**** Available data ****
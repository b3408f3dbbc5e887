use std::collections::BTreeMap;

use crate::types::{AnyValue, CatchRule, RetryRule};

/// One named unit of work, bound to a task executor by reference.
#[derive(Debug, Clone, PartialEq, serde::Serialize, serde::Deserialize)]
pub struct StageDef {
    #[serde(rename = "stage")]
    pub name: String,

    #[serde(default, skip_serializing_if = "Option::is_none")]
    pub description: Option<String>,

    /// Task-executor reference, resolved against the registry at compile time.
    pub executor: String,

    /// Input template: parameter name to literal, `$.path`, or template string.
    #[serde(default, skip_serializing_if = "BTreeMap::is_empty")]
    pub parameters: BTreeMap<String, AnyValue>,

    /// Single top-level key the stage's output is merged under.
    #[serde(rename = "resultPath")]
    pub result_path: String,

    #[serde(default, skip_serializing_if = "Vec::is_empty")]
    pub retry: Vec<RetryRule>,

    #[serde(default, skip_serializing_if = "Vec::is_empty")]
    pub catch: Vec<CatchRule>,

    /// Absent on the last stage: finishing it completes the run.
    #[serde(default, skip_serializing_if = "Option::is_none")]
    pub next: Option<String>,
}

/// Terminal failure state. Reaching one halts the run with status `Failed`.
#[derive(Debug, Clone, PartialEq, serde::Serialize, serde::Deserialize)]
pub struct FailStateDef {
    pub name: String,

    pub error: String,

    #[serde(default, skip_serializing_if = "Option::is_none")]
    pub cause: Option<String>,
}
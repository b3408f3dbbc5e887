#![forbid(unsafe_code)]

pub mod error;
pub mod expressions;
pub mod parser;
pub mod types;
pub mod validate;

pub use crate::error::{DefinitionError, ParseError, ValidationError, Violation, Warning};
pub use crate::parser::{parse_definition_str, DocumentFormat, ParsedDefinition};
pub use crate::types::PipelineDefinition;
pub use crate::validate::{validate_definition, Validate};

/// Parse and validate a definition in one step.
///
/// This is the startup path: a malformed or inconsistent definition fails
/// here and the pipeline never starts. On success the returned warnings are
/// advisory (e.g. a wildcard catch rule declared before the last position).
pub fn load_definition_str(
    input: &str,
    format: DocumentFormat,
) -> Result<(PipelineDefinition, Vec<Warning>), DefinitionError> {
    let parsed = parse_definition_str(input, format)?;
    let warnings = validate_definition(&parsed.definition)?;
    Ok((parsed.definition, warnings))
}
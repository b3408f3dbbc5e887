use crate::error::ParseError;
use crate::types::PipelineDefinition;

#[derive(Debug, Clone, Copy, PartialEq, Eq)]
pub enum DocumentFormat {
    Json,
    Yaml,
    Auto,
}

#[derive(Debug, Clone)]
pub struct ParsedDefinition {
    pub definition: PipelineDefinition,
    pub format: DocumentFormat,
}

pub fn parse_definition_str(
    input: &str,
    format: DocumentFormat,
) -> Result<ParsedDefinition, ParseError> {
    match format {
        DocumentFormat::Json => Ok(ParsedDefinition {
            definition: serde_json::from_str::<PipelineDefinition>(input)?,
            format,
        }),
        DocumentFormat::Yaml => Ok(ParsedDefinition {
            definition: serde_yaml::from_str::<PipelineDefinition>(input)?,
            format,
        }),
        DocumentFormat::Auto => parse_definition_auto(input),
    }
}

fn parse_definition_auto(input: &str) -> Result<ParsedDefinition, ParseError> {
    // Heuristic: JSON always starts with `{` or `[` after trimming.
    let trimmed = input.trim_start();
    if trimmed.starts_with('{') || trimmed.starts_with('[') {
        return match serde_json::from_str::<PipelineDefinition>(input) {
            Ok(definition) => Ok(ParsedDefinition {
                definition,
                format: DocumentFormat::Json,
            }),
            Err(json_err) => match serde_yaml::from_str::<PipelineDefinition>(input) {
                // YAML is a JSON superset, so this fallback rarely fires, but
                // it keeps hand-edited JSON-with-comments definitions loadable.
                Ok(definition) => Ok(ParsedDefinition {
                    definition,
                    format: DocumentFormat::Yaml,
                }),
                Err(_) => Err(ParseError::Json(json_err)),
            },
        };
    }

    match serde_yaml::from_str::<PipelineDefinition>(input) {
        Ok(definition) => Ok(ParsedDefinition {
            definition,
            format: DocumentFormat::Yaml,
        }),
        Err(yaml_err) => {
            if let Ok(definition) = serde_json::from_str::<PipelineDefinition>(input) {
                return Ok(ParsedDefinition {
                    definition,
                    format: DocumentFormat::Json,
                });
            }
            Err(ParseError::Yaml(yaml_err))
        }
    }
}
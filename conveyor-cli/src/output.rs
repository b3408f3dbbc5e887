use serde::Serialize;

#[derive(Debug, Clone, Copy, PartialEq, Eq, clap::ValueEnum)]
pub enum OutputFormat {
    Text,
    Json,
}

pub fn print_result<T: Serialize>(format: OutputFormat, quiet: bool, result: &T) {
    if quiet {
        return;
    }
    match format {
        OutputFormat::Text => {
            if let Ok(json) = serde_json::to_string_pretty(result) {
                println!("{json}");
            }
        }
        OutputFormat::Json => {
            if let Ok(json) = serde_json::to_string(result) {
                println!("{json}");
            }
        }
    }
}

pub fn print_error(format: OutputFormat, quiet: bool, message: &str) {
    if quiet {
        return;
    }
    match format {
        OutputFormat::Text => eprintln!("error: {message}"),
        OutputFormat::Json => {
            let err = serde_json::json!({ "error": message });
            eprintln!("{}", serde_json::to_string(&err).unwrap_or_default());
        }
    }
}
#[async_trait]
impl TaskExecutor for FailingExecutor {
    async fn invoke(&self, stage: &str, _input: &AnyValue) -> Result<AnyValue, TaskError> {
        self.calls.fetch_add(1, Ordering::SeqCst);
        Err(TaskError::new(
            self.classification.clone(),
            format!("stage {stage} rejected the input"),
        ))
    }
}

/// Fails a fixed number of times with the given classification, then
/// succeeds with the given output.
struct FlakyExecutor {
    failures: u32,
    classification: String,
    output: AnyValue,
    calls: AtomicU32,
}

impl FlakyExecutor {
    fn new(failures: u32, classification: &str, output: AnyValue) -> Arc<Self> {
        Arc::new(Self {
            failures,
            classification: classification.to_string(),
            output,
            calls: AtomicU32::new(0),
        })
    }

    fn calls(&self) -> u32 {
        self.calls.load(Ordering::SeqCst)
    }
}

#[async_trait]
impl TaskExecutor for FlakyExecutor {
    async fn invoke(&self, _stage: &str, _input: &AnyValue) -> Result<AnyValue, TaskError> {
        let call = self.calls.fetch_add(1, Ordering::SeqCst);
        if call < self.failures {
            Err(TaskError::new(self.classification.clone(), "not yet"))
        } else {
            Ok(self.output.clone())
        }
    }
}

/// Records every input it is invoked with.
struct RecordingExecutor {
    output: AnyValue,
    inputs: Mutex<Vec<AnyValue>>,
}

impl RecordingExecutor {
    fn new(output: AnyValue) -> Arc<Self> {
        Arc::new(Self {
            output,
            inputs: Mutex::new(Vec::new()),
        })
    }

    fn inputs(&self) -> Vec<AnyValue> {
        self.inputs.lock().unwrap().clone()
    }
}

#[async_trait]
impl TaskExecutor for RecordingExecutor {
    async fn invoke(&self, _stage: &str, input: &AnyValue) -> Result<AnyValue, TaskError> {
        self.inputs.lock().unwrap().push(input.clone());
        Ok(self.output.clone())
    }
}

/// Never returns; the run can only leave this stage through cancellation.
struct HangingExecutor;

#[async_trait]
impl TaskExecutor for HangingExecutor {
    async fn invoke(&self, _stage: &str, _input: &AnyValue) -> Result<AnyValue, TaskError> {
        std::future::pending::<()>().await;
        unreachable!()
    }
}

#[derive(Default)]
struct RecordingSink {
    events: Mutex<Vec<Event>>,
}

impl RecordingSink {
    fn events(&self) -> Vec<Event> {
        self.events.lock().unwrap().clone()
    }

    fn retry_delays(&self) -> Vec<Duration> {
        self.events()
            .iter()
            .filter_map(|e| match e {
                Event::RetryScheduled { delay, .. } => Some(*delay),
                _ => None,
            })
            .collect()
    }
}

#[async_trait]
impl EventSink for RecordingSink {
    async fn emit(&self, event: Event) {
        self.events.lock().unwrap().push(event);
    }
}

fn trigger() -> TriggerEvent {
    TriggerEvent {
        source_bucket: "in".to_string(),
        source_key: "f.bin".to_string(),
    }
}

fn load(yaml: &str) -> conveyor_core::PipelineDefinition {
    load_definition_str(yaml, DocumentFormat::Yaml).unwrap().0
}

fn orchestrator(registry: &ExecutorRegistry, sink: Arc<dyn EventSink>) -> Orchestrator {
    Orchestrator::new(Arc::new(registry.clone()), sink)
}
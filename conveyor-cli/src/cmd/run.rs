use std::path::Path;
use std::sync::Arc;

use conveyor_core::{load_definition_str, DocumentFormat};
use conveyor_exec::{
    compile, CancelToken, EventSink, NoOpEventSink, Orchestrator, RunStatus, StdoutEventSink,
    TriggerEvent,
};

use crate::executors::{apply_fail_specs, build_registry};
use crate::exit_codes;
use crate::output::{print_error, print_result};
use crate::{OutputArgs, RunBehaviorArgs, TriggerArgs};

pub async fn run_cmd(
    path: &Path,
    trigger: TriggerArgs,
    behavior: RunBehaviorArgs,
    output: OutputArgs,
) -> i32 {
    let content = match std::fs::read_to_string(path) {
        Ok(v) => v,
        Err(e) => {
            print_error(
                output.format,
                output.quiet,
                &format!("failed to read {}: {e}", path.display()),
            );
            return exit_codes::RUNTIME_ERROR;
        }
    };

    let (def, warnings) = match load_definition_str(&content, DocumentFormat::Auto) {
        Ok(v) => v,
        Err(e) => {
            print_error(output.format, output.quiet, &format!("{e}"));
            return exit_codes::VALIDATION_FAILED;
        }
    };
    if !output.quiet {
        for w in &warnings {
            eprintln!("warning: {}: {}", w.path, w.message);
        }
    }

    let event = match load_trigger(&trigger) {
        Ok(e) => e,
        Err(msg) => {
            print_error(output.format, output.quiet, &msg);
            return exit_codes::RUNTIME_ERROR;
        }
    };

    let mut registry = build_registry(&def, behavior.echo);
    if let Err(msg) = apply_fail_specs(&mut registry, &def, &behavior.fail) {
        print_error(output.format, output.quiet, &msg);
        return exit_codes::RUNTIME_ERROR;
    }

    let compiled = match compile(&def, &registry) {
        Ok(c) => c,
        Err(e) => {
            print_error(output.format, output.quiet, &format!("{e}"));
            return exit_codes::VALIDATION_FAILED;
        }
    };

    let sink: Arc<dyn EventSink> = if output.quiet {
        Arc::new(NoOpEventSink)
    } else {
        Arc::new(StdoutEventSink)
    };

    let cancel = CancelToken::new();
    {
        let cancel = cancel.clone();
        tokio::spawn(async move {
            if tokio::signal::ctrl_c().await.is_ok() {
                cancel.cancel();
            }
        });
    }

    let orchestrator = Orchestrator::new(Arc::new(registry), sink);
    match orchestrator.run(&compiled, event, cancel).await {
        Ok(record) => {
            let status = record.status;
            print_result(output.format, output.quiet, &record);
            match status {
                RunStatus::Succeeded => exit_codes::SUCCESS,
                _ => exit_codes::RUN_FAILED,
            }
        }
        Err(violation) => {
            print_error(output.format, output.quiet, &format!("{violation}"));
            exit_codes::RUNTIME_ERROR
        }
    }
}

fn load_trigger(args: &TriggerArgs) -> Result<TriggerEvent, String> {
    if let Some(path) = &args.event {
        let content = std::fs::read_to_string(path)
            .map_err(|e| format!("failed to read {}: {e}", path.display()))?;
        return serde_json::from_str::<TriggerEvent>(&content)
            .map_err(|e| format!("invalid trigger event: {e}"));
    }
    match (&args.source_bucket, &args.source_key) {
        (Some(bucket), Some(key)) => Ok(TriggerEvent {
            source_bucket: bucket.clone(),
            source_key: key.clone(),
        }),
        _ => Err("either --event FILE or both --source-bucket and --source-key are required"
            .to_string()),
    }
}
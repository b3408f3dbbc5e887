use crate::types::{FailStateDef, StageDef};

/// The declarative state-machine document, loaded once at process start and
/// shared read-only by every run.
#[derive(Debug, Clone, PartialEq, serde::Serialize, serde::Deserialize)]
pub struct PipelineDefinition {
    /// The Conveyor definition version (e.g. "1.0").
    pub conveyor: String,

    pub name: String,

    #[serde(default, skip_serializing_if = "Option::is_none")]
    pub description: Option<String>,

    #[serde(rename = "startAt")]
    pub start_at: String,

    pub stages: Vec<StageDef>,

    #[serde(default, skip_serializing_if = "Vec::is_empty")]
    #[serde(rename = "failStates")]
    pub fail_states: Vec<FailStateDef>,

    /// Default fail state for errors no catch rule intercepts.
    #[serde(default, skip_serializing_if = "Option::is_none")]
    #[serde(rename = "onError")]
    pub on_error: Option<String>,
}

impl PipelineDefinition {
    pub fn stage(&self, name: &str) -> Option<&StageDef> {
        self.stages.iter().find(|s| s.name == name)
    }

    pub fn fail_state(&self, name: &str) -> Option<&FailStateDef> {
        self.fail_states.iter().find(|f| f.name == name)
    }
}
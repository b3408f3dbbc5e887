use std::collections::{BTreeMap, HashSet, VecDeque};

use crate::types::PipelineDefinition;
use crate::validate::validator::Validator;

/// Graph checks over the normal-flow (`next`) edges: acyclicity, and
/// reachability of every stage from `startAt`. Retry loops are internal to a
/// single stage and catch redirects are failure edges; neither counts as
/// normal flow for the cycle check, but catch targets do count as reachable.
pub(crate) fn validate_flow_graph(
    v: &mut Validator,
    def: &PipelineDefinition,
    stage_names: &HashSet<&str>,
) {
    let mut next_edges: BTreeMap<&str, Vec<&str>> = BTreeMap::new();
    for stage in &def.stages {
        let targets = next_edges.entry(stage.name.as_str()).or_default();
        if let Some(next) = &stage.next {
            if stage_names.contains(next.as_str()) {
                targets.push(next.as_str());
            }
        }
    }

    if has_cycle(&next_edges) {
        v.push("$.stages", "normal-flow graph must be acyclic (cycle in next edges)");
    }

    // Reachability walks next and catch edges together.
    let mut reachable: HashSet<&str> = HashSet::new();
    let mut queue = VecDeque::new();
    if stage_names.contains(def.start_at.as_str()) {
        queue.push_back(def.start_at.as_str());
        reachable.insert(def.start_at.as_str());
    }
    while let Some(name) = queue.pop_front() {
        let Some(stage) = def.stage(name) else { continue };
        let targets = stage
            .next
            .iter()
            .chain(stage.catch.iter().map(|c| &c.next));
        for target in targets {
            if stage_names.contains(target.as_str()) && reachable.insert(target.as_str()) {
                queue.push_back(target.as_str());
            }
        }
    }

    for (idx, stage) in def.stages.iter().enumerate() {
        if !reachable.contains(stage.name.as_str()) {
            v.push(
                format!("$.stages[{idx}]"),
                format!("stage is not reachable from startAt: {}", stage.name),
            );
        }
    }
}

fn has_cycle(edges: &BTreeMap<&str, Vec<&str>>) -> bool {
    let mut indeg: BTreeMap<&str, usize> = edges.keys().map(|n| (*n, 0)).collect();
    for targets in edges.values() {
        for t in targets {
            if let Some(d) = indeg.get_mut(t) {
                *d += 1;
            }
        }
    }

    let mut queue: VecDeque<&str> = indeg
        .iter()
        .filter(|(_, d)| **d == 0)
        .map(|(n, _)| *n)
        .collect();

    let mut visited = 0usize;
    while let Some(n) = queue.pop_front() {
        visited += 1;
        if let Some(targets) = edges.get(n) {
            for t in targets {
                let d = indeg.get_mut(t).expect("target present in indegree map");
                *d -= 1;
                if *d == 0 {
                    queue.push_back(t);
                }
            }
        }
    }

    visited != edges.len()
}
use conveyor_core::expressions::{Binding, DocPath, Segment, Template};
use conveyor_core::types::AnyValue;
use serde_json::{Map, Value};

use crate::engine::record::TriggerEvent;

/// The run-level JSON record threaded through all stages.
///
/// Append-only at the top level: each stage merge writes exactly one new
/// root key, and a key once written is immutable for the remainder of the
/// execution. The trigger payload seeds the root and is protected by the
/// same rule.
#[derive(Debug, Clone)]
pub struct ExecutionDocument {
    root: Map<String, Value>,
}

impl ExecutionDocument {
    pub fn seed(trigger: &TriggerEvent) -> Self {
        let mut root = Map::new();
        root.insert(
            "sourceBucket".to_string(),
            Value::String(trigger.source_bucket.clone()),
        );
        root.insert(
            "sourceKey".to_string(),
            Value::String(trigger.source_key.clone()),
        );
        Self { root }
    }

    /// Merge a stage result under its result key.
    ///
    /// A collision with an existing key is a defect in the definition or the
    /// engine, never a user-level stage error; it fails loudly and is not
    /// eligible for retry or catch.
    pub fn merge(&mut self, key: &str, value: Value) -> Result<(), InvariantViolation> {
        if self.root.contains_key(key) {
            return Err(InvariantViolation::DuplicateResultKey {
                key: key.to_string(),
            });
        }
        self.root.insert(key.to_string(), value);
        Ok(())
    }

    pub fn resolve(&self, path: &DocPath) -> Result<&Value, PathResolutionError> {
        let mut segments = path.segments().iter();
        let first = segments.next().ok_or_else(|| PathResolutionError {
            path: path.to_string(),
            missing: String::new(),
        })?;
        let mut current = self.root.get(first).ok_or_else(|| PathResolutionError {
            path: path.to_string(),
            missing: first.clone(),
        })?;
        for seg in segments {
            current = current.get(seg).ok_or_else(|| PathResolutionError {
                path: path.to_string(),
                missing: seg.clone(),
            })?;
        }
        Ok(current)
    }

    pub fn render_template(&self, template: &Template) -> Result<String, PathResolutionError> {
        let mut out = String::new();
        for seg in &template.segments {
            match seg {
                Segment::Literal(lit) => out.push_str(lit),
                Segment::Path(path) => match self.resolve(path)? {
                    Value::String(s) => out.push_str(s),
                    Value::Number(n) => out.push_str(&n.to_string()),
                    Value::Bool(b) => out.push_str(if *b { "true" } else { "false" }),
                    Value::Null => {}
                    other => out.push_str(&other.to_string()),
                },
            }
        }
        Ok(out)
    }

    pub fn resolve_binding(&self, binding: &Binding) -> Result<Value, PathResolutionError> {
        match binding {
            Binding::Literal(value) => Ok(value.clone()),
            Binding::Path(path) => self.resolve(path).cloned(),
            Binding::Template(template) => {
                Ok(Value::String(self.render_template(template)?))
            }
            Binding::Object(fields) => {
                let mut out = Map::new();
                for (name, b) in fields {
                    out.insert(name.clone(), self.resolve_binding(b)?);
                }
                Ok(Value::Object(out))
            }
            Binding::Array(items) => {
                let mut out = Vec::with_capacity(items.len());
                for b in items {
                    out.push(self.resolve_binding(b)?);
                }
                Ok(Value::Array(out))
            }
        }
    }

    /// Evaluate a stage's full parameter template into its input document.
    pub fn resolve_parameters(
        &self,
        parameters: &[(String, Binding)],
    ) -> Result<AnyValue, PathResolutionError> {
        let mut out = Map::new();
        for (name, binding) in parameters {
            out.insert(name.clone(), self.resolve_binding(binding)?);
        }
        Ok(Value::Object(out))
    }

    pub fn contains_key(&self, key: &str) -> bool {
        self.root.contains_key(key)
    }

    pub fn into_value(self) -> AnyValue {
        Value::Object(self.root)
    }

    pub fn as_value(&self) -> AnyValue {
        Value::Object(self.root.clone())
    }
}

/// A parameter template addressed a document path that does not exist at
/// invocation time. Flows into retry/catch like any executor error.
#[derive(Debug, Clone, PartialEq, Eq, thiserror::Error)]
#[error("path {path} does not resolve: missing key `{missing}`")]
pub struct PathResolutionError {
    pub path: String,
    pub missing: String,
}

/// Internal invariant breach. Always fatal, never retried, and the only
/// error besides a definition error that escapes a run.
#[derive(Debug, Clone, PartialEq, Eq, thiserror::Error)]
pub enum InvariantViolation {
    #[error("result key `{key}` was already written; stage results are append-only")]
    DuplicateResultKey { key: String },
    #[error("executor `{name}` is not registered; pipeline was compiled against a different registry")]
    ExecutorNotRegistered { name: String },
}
****
Task statement: Using the data above, return every line that contains the string "classification".

Answer section:
            self.classification.clone(),
/// Fails a fixed number of times with the given classification, then
    classification: String,
    fn new(failures: u32, classification: &str, output: AnyValue) -> Arc<Self> {
            classification: classification.to_string(),
            Err(TaskError::new(self.classification.clone(), "not yet"))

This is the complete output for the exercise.